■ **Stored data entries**

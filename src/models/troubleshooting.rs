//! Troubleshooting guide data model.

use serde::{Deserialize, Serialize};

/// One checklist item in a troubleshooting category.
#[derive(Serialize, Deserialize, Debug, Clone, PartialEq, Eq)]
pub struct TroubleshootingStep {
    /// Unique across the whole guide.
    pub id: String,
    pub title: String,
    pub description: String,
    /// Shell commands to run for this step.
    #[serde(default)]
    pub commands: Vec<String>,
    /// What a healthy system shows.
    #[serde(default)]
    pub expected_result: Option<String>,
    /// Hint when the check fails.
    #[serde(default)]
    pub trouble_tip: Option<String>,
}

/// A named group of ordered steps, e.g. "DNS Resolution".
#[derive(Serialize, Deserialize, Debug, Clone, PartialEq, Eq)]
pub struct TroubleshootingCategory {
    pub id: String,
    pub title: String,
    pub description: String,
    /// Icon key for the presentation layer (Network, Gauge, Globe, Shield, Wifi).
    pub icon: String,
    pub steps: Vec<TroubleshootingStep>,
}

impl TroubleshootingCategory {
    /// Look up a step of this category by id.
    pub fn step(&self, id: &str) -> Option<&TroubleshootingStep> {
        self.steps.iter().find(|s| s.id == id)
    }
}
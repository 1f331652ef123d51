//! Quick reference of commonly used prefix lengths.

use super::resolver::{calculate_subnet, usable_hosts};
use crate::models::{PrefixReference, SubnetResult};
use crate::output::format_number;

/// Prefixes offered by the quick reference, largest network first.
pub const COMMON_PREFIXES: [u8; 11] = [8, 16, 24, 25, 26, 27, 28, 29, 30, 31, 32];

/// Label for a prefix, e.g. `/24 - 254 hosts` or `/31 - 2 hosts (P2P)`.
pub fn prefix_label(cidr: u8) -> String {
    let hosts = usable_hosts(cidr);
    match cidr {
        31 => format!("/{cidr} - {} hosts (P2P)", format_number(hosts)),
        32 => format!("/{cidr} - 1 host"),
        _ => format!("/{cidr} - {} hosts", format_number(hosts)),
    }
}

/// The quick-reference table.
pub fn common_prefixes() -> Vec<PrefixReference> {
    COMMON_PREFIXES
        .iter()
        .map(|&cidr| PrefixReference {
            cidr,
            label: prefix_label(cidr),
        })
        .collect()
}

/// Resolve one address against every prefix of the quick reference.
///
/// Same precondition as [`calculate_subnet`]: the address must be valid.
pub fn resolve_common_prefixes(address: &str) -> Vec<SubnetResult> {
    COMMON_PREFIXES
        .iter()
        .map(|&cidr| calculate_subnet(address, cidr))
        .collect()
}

■ **What you will do**
Wherever the string "crate" appears in a line of the records, copy that line.

■ **Completed task**
use crate::models::{PrefixReference, SubnetResult};
use crate::output::format_number;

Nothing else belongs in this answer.